Open preethiraghavan1 opened 1 month ago
Thanks for the very interesting proposal.
I was wondering whether this proposal could be useful in the filtering_id case without requerying.
We want to use Shared Storage with Private Aggregation for two very different use cases, one with low report count (say maximum 1 million per day) with a daily aggregation, and the other one with a high number of reports (say 200 million reports per hour) with a hourly aggregation, both using a different filtering_id to partition the use cases. Could we leverage this proposal so that the hourly job preaggregates the result for the daily one?

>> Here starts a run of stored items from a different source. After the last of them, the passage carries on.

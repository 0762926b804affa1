/// Database model definitions.
pub mod models;
/// Storage abstraction layer for database operations.
pub mod storage;
/// Story, user, and contribution storage operations.
pub mod story_store;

Thanks @alois-bissuel for your question.
Suppose you have 2 filtering ids, 1 (= hourly), 2(= daily). With Shared Storage, IIUC, you receive some (200 + 1/24) Million reports hourly. The hourly job (filtering Ids = 1) would process this ~200M reports but the daily job (filtering ids = 2) processes (200 * 24 + 1) = 4801M reports, for aggregating just 1M reports' contributions while filtering the rest out.
You definitely could use Encrypted Intermediates for the daily jobs by generating hourly intermediates.
You can adjust the frequency of intermediate queries (e.g., every 2 hours) or implement incremental EI queries for continuous aggregation. Example with Incremental EI Queries:
EI_query(filtering_ids=2, 1st hour reports)
-> EI_1_REPORTSEI_query(filtering_ids=2, [2nd hour, EI_1_REPORTS])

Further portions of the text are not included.